Suche
Close this search box.

Handels

GenZ und die Ökonomie der Work-Life-Balance

von Prof. Dr. Oliver Letzgus
06.05.2024

Der Generation Z wird unterstellt, sie sei im Vergleich zu ihren Vorgängergenerationen mehr an Freizeit und weniger an Erwerbsarbeit interessiert. Sie achte vor allem auf eine ausgewogene Work-Life-Balance und würde weniger Zeit im Büro verbringen. Einmal angenommen, diese These (oder dieses Vorurteil?) stimme. Dann ist aus ökonomischer Sicht daran zunächst nichts auszusetzen, handelt es sich doch um eine individuelle Entscheidung zwischen Arbeit und Freizeit. Wenn die Freizeit individuell höher bewertet wird als Arbeit (und der damit erzielte Lohn), dann nimmt der persönliche Nutzen zu – und das ist der alleinige Maßstab in einer Gesellschaft, die dem Individuum und seinen Bedürfnissen eine Vorrangstellung einräumt.

Dazu ein kleines Gedankenexperiment: Mit der Frage konfrontiert, ob man für ein Entgelt von 20 Euro eine Überstunde machen möchte, wird derjenige Ja sagen, dem dieser Betrag mehr wert ist als eine Stunde Freizeit. Ablehnen werden hingegen diejenigen, denen eine Stunde Freizeit mehr wert ist als ein Geldbetrag von 20 Euro. Jeder wird die für ihn persönlich attraktivere Variante wählen. Damit könnte man die Überlegungen abschließen und der Generation Z zu ihrer individuell nutzenmaximierenden Strategie gratulieren.
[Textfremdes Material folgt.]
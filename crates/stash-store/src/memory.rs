//! In-process record and blob stores for tests and local development.

use std::collections::HashMap;

use async_trait::async_trait;
use base64::{engine::general_purpose::STANDARD, Engine as _};
use parking_lot::RwLock;
use tracing::debug;
use uuid::Uuid;

use crate::blobs::BlobStore;
use crate::error::{StoreError, StoreResult};
use crate::model::{name_matches, paginate, NewRecord, Page, PageRequest, Record, RecordOrder, RecordPatch};
use crate::records::RecordStore;

/// Vec-backed record store. `Unordered` listing yields insertion order.
#[derive(Debug, Default)]
pub struct MemoryRecordStore {
    rows: RwLock<Vec<Record>>,
}

impl MemoryRecordStore {
    pub fn new() -> Self {
        Self::default()
    }

    pub fn len(&self) -> usize {
        self.rows.read().len()
    }

    pub fn is_empty(&self) -> bool {
        self.rows.read().is_empty()
    }
}

#[async_trait]
impl RecordStore for MemoryRecordStore {
    fn backend(&self) -> &'static str {
        "memory"
    }

    async fn get(&self, id: &str) -> StoreResult<Option<Record>> {
        Ok(self.rows.read().iter().find(|row| row.id == id).cloned())
    }

    async fn query_by_name(&self, term: &str, page: &PageRequest) -> StoreResult<Page<Record>> {
        let matches: Vec<Record> = self
            .rows
            .read()
            .iter()
            .filter(|row| name_matches(&row.name, term))
            .cloned()
            .collect();
        paginate(matches, page)
    }

    async fn list(&self, order: RecordOrder, page: &PageRequest) -> StoreResult<Page<Record>> {
        let mut ordered = self.rows.read().clone();
        // stable sorts keep insertion order among ties
        match order {
            RecordOrder::NewestFirst => ordered.sort_by(|a, b| b.uploaded_at.cmp(&a.uploaded_at)),
            RecordOrder::DownloadsFirst => {
                ordered.sort_by(|a, b| b.download_count.cmp(&a.download_count))
            }
            RecordOrder::Unordered => {}
        }
        paginate(ordered, page)
    }

    async fn put(&self, record: NewRecord) -> StoreResult<Record> {
        let stored = record.into_record(Uuid::new_v4().to_string());
        self.rows.write().push(stored.clone());
        debug!(id = %stored.id, "memory record stored");
        Ok(stored)
    }

    async fn update(&self, patch: RecordPatch) -> StoreResult<Record> {
        let mut rows = self.rows.write();
        let row = rows
            .iter_mut()
            .find(|row| row.id == patch.id)
            .ok_or_else(|| StoreError::NotFound(patch.id.clone()))?;
        // merge into a copy so a rejected patch leaves the row untouched
        let mut merged = row.clone();
        patch.apply(&mut merged)?;
        *row = merged.clone();
        Ok(merged)
    }

    async fn bump_download_count(&self, id: &str) -> StoreResult<()> {
        if let Some(row) = self.rows.write().iter_mut().find(|row| row.id == id) {
            row.download_count = row.download_count.checked_add(1).ok_or_else(|| {
                StoreError::InvalidUpdate {
                    id: id.to_string(),
                    reason: "downloadCount is at its maximum".to_string(),
                }
            })?;
        }
        Ok(())
    }

    async fn delete(&self, id: &str) -> StoreResult<()> {
        self.rows.write().retain(|row| row.id != id);
        Ok(())
    }
}

#[derive(Debug, Clone)]
struct StoredBlob {
    content_type: String,
    bytes: Vec<u8>,
}

/// HashMap-backed blob store that hands out `data:` URLs.
#[derive(Debug, Default)]
pub struct MemoryBlobStore {
    blobs: RwLock<HashMap<String, StoredBlob>>,
}

impl MemoryBlobStore {
    pub fn new() -> Self {
        Self::default()
    }

    pub fn len(&self) -> usize {
        self.blobs.read().len()
    }

    pub fn is_empty(&self) -> bool {
        self.blobs.read().is_empty()
    }
}

#[async_trait]
impl BlobStore for MemoryBlobStore {
    fn backend(&self) -> &'static str {
        "memory"
    }

    async fn upload(&self, bytes: Vec<u8>, content_type: &str) -> StoreResult<String> {
        let reference = Uuid::new_v4().to_string();
        debug!(%reference, size = bytes.len(), "memory blob stored");
        self.blobs.write().insert(
            reference.clone(),
            StoredBlob {
                content_type: content_type.to_string(),
                bytes,
            },
        );
        Ok(reference)
    }

    async fn get(&self, reference: &str) -> StoreResult<Option<String>> {
        Ok(self.blobs.read().get(reference).map(|blob| {
            format!("data:{};base64,{}", blob.content_type, STANDARD.encode(&blob.bytes))
        }))
    }

    async fn exists(&self, reference: &str) -> StoreResult<bool> {
        Ok(self.blobs.read().contains_key(reference))
    }

    async fn delete(&self, reference: &str) -> StoreResult<()> {
        self.blobs.write().remove(reference);
        Ok(())
    }
}

#[cfg(test)]
mod tests {
    use super::*;

    #[tokio::test]
    async fn rejected_update_leaves_row_untouched() {
        let store = MemoryRecordStore::new();
        let record = store
            .put(NewRecord {
                download_count: 4,
                ..NewRecord::new("notes.txt", "carol")
            })
            .await
            .unwrap();

        let err = store
            .update(RecordPatch::new(&record.id).name("other.txt").download_count(1))
            .await
            .unwrap_err();
        assert!(matches!(err, StoreError::InvalidUpdate { .. }));

        let fetched = store.get(&record.id).await.unwrap().unwrap();
        assert_eq!(fetched, record);
    }

    #[tokio::test]
    async fn bump_at_maximum_count_is_rejected() {
        let store = MemoryRecordStore::new();
        let record = store.put(NewRecord::new("hot.zip", "erin")).await.unwrap();
        store
            .update(RecordPatch::new(&record.id).download_count(u64::MAX))
            .await
            .unwrap();

        let err = store.bump_download_count(&record.id).await.unwrap_err();
        assert!(matches!(err, StoreError::InvalidUpdate { .. }));
        let fetched = store.get(&record.id).await.unwrap().unwrap();
        assert_eq!(fetched.download_count, u64::MAX);
    }

    #[tokio::test]
    async fn delete_is_idempotent() {
        let store = MemoryRecordStore::new();
        let record = store.put(NewRecord::new("a", "b")).await.unwrap();
        store.delete(&record.id).await.unwrap();
        store.delete(&record.id).await.unwrap();
        assert!(store.is_empty());
    }

    #[tokio::test]
    async fn blob_data_url_carries_content_type() {
        let store = MemoryBlobStore::new();
        let reference = store.upload(b"hi".to_vec(), "text/plain").await.unwrap();
        let url = store.get(&reference).await.unwrap().unwrap();
        assert_eq!(url, "data:text/plain;base64,aGk=");
        assert!(store.exists(&reference).await.unwrap());
    }
}
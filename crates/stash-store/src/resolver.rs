//! Backend factory and the store handle threaded through request handling.

use std::sync::Arc;

use tokio::sync::OnceCell;
use tracing::{info, warn};

use crate::blobs::BlobStore;
use crate::config::{BlobBackendConfig, RecordBackendConfig, StorageConfig};
use crate::cosmos::CosmosRecordStore;
use crate::error::{StoreError, StoreResult};
use crate::memory::{MemoryBlobStore, MemoryRecordStore};
use crate::model::{Record, RecordPatch};
use crate::records::RecordStore;
use crate::s3::S3BlobStore;

/// Constructs the record store selected by `config`.
pub fn build_record_store(config: &RecordBackendConfig) -> StoreResult<Arc<dyn RecordStore>> {
    Ok(match config {
        RecordBackendConfig::Memory => Arc::new(MemoryRecordStore::new()),
        RecordBackendConfig::Cosmos(cosmos) => Arc::new(CosmosRecordStore::new(cosmos.clone())?),
    })
}

/// Constructs the blob store selected by `config`.
pub fn build_blob_store(config: &BlobBackendConfig) -> StoreResult<Arc<dyn BlobStore>> {
    Ok(match config {
        BlobBackendConfig::Memory => Arc::new(MemoryBlobStore::new()),
        BlobBackendConfig::S3(s3) => Arc::new(S3BlobStore::new(s3.clone())?),
    })
}

/// Builds each store at most once and hands out shared handles afterwards.
///
/// Owned by the process entry point; concurrent first callers wait on the
/// same construction instead of racing.
pub struct StoreResolver {
    config: StorageConfig,
    records: OnceCell<Arc<dyn RecordStore>>,
    blobs: OnceCell<Arc<dyn BlobStore>>,
}

impl StoreResolver {
    pub fn new(config: StorageConfig) -> Self {
        Self {
            config,
            records: OnceCell::new(),
            blobs: OnceCell::new(),
        }
    }

    pub fn from_env() -> StoreResult<Self> {
        Ok(Self::new(StorageConfig::from_env()?))
    }

    pub fn config(&self) -> &StorageConfig {
        &self.config
    }

    pub async fn record_store(&self) -> StoreResult<Arc<dyn RecordStore>> {
        self.records
            .get_or_try_init(|| async {
                let store = build_record_store(&self.config.records)?;
                info!(backend = store.backend(), "record store initialized");
                Ok::<_, StoreError>(store)
            })
            .await
            .map(Arc::clone)
    }

    pub async fn blob_store(&self) -> StoreResult<Arc<dyn BlobStore>> {
        self.blobs
            .get_or_try_init(|| async {
                let store = build_blob_store(&self.config.blobs)?;
                info!(backend = store.backend(), "blob store initialized");
                Ok::<_, StoreError>(store)
            })
            .await
            .map(Arc::clone)
    }

    pub async fn context(&self) -> StoreResult<StoreContext> {
        Ok(StoreContext::new(self.record_store().await?, self.blob_store().await?))
    }
}

/// Record and blob store pair handed to request handlers.
#[derive(Clone)]
pub struct StoreContext {
    pub records: Arc<dyn RecordStore>,
    pub blobs: Arc<dyn BlobStore>,
}

impl StoreContext {
    pub fn new(records: Arc<dyn RecordStore>, blobs: Arc<dyn BlobStore>) -> Self {
        Self { records, blobs }
    }

    pub fn in_memory() -> Self {
        Self::new(Arc::new(MemoryRecordStore::new()), Arc::new(MemoryBlobStore::new()))
    }

    /// Uploads `bytes` and points the record's `additionalData` at the new
    /// blob. A blob uploaded for a record that turns out to be missing is
    /// deleted again before the error is returned.
    ///
    /// Any blob previously referenced by the record is left in place.
    pub async fn attach_blob(&self, id: &str, bytes: Vec<u8>, content_type: &str) -> StoreResult<Record> {
        let reference = self.blobs.upload(bytes, content_type).await?;
        match self
            .records
            .update(RecordPatch::new(id).additional_data(reference.as_str()))
            .await
        {
            Ok(record) => Ok(record),
            Err(err) => {
                if let Err(cleanup) = self.blobs.delete(&reference).await {
                    warn!(%reference, error = %cleanup, "failed to remove blob after rejected attach");
                }
                Err(err)
            }
        }
    }
}
//! AWS Signature Version 4 for S3-compatible object stores.
//!
//! Two forms are supported: header signing (`Authorization` header) for
//! PUT/DELETE/HEAD and presigned query-string URLs for GET.

use std::collections::BTreeMap;
use std::fmt;
use std::time::Duration;

use chrono::{DateTime, Utc};
use hmac::{Hmac, Mac};
use percent_encoding::{percent_decode_str, percent_encode, AsciiSet, NON_ALPHANUMERIC};
use reqwest::Url;
use sha2::{Digest, Sha256};

use crate::error::{StoreError, StoreResult};

type HmacSha256 = Hmac<Sha256>;

const ALGORITHM: &str = "AWS4-HMAC-SHA256";
const UNSIGNED_PAYLOAD: &str = "UNSIGNED-PAYLOAD";
/// Longest lifetime S3 accepts for a presigned URL (7 days).
pub const MAX_PRESIGN_EXPIRY: Duration = Duration::from_secs(7 * 24 * 60 * 60);

/// Headers never folded into a signature. Conditional headers stay out so an
/// object changing between signing and fetch cannot break the signature.
const UNSIGNED_HEADERS: &[&str] = &[
    "authorization",
    "user-agent",
    "content-length",
    "expect",
    "if-match",
    "if-none-match",
    "if-modified-since",
    "if-unmodified-since",
];

/// Long-lived access key pair.
#[derive(Clone)]
pub struct Credentials {
    access_key_id: String,
    secret_access_key: String,
}

impl Credentials {
    pub fn new(access_key_id: impl Into<String>, secret_access_key: impl Into<String>) -> Self {
        Self {
            access_key_id: access_key_id.into(),
            secret_access_key: secret_access_key.into(),
        }
    }

    pub fn access_key_id(&self) -> &str {
        &self.access_key_id
    }
}

impl fmt::Debug for Credentials {
    fn fmt(&self, f: &mut fmt::Formatter<'_>) -> fmt::Result {
        f.debug_struct("Credentials")
            .field("access_key_id", &self.access_key_id)
            .field("secret_access_key", &"<redacted>")
            .finish()
    }
}

/// A request about to be sent, in the shape the signer needs.
#[derive(Debug, Clone)]
pub struct SignableRequest {
    pub method: String,
    pub url: Url,
    /// Lowercased header names.
    pub headers: BTreeMap<String, String>,
    /// Hex SHA-256 of the body.
    pub payload_sha256: String,
}

impl SignableRequest {
    pub fn new(method: &str, url: Url, payload: &[u8]) -> Self {
        Self {
            method: method.to_ascii_uppercase(),
            url,
            headers: BTreeMap::new(),
            payload_sha256: sha256_hex(payload),
        }
    }

    pub fn header(mut self, name: &str, value: impl Into<String>) -> Self {
        self.headers.insert(name.to_ascii_lowercase(), value.into());
        self
    }
}

/// Request signing seam used by the S3 blob store.
pub trait RequestSigner: Send + Sync {
    /// Adds `x-amz-date`, `x-amz-content-sha256`, `host` and `authorization`
    /// headers to `request`.
    fn sign_request(&self, request: &mut SignableRequest, at: DateTime<Utc>) -> StoreResult<()>;

    /// Returns `url` with a query-string signature valid for `expires_in`.
    fn presign_url(
        &self,
        method: &str,
        url: &Url,
        expires_in: Duration,
        at: DateTime<Utc>,
    ) -> StoreResult<Url>;
}

/// SigV4 signer scoped to one region and service.
#[derive(Debug, Clone)]
pub struct SigV4Signer {
    credentials: Credentials,
    region: String,
    service: String,
}

impl SigV4Signer {
    pub fn new(credentials: Credentials, region: impl Into<String>, service: impl Into<String>) -> Self {
        Self {
            credentials,
            region: region.into(),
            service: service.into(),
        }
    }

    pub fn s3(credentials: Credentials, region: impl Into<String>) -> Self {
        Self::new(credentials, region, "s3")
    }

    fn scope(&self, date_stamp: &str) -> String {
        format!("{date_stamp}/{}/{}/aws4_request", self.region, self.service)
    }

    fn signing_key(&self, date_stamp: &str) -> StoreResult<Vec<u8>> {
        let secret = format!("AWS4{}", self.credentials.secret_access_key);
        let k_date = hmac_sha256(secret.as_bytes(), date_stamp.as_bytes())?;
        let k_region = hmac_sha256(&k_date, self.region.as_bytes())?;
        let k_service = hmac_sha256(&k_region, self.service.as_bytes())?;
        hmac_sha256(&k_service, b"aws4_request")
    }

    fn signature(&self, canonical_request: &str, amz_date: &str, date_stamp: &str) -> StoreResult<String> {
        let string_to_sign = format!(
            "{ALGORITHM}\n{amz_date}\n{}\n{}",
            self.scope(date_stamp),
            sha256_hex(canonical_request.as_bytes())
        );
        let key = self.signing_key(date_stamp)?;
        Ok(hex::encode(hmac_sha256(&key, string_to_sign.as_bytes())?))
    }
}

impl RequestSigner for SigV4Signer {
    fn sign_request(&self, request: &mut SignableRequest, at: DateTime<Utc>) -> StoreResult<()> {
        let amz_date = at.format("%Y%m%dT%H%M%SZ").to_string();
        let date_stamp = at.format("%Y%m%d").to_string();

        request.headers.insert("host".into(), host_header(&request.url)?);
        request.headers.insert("x-amz-date".into(), amz_date.clone());
        request
            .headers
            .insert("x-amz-content-sha256".into(), request.payload_sha256.clone());

        let signed: Vec<(&String, &String)> = request
            .headers
            .iter()
            .filter(|(name, _)| !UNSIGNED_HEADERS.contains(&name.as_str()))
            .collect();
        let signed_headers = signed
            .iter()
            .map(|(name, _)| name.as_str())
            .collect::<Vec<_>>()
            .join(";");
        let canonical_headers: String = signed
            .iter()
            .map(|(name, value)| format!("{name}:{}\n", normalize_header_value(value)))
            .collect();

        let query: Vec<(String, String)> = request.url.query_pairs().into_owned().collect();
        let canonical_request = format!(
            "{}\n{}\n{}\n{}\n{}\n{}",
            request.method,
            canonical_uri(&request.url),
            canonical_query(&query),
            canonical_headers,
            signed_headers,
            request.payload_sha256
        );

        let signature = self.signature(&canonical_request, &amz_date, &date_stamp)?;
        request.headers.insert(
            "authorization".into(),
            format!(
                "{ALGORITHM} Credential={}/{}, SignedHeaders={signed_headers}, Signature={signature}",
                self.credentials.access_key_id,
                self.scope(&date_stamp)
            ),
        );
        Ok(())
    }

    fn presign_url(
        &self,
        method: &str,
        url: &Url,
        expires_in: Duration,
        at: DateTime<Utc>,
    ) -> StoreResult<Url> {
        if expires_in.is_zero() || expires_in > MAX_PRESIGN_EXPIRY {
            return Err(StoreError::Signing(format!(
                "presign expiry must be between 1 and {} seconds, got {}",
                MAX_PRESIGN_EXPIRY.as_secs(),
                expires_in.as_secs()
            )));
        }

        let amz_date = at.format("%Y%m%dT%H%M%SZ").to_string();
        let date_stamp = at.format("%Y%m%d").to_string();
        let host = host_header(url)?;

        let mut query: Vec<(String, String)> = url.query_pairs().into_owned().collect();
        query.extend([
            ("X-Amz-Algorithm".to_string(), ALGORITHM.to_string()),
            (
                "X-Amz-Credential".to_string(),
                format!("{}/{}", self.credentials.access_key_id, self.scope(&date_stamp)),
            ),
            ("X-Amz-Date".to_string(), amz_date.clone()),
            ("X-Amz-Expires".to_string(), expires_in.as_secs().to_string()),
            ("X-Amz-SignedHeaders".to_string(), "host".to_string()),
        ]);
        let canonical_query = canonical_query(&query);

        let canonical_request = format!(
            "{}\n{}\n{canonical_query}\nhost:{host}\n\nhost\n{UNSIGNED_PAYLOAD}",
            method.to_ascii_uppercase(),
            canonical_uri(url),
        );
        let signature = self.signature(&canonical_request, &amz_date, &date_stamp)?;

        let mut presigned = url.clone();
        presigned.set_query(Some(&format!("{canonical_query}&X-Amz-Signature={signature}")));
        Ok(presigned)
    }
}

pub fn sha256_hex(bytes: &[u8]) -> String {
    hex::encode(Sha256::digest(bytes))
}

fn hmac_sha256(key: &[u8], message: &[u8]) -> StoreResult<Vec<u8>> {
    let mut mac = HmacSha256::new_from_slice(key)
        .map_err(|err| StoreError::Signing(format!("invalid HMAC key: {err}")))?;
    mac.update(message);
    Ok(mac.finalize().into_bytes().to_vec())
}

fn host_header(url: &Url) -> StoreResult<String> {
    let host = url
        .host_str()
        .ok_or_else(|| StoreError::Signing(format!("url '{url}' has no host")))?;
    Ok(match url.port() {
        Some(port) => format!("{host}:{port}"),
        None => host.to_string(),
    })
}

fn normalize_header_value(value: &str) -> String {
    value.split_whitespace().collect::<Vec<_>>().join(" ")
}

/// Path segments decoded and re-encoded with the SigV4 unreserved set.
fn canonical_uri(url: &Url) -> String {
    let path = url.path();
    if path.is_empty() {
        return "/".to_string();
    }
    path.split('/')
        .map(|segment| uri_encode(&percent_decode_str(segment).collect::<Vec<u8>>()))
        .collect::<Vec<_>>()
        .join("/")
}

fn canonical_query(pairs: &[(String, String)]) -> String {
    let mut encoded: Vec<(String, String)> = pairs
        .iter()
        .map(|(key, value)| (uri_encode(key.as_bytes()), uri_encode(value.as_bytes())))
        .collect();
    encoded.sort();
    encoded
        .into_iter()
        .map(|(key, value)| format!("{key}={value}"))
        .collect::<Vec<_>>()
        .join("&")
}

/// Everything except the SigV4 unreserved characters gets escaped.
const SIGV4_ESCAPED: &AsciiSet = &NON_ALPHANUMERIC.remove(b'-').remove(b'_').remove(b'.').remove(b'~');

pub(crate) fn uri_encode(bytes: &[u8]) -> String {
    percent_encode(bytes, SIGV4_ESCAPED).to_string()
}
Allerdings hat die Sache einen Haken. Obwohl beide – also sowohl derjenige, der die Erwerbsarbeit wählt als auch derjenige, der für Freizeit votiert – einen vergleichbaren Nutzen aus ihrer Entscheidung ziehen, wird nur einer von ihnen zur Finanzierung öffentlicher Leistungen herangezogen. Während Erwerbsarbeit besteuert (und eventuell zusätzlich mit Sozialabgaben belegt) wird, ist Freizeit steuer- und abgabenfrei. Im Falle der Überstunde verbleiben bei einer Steuer- und Abgabenquote von 50 Prozent im obigen Beispiel nur noch 10 Euro, während der Müßiggänger das Gut Freizeit ungeschmälert konsumieren kann.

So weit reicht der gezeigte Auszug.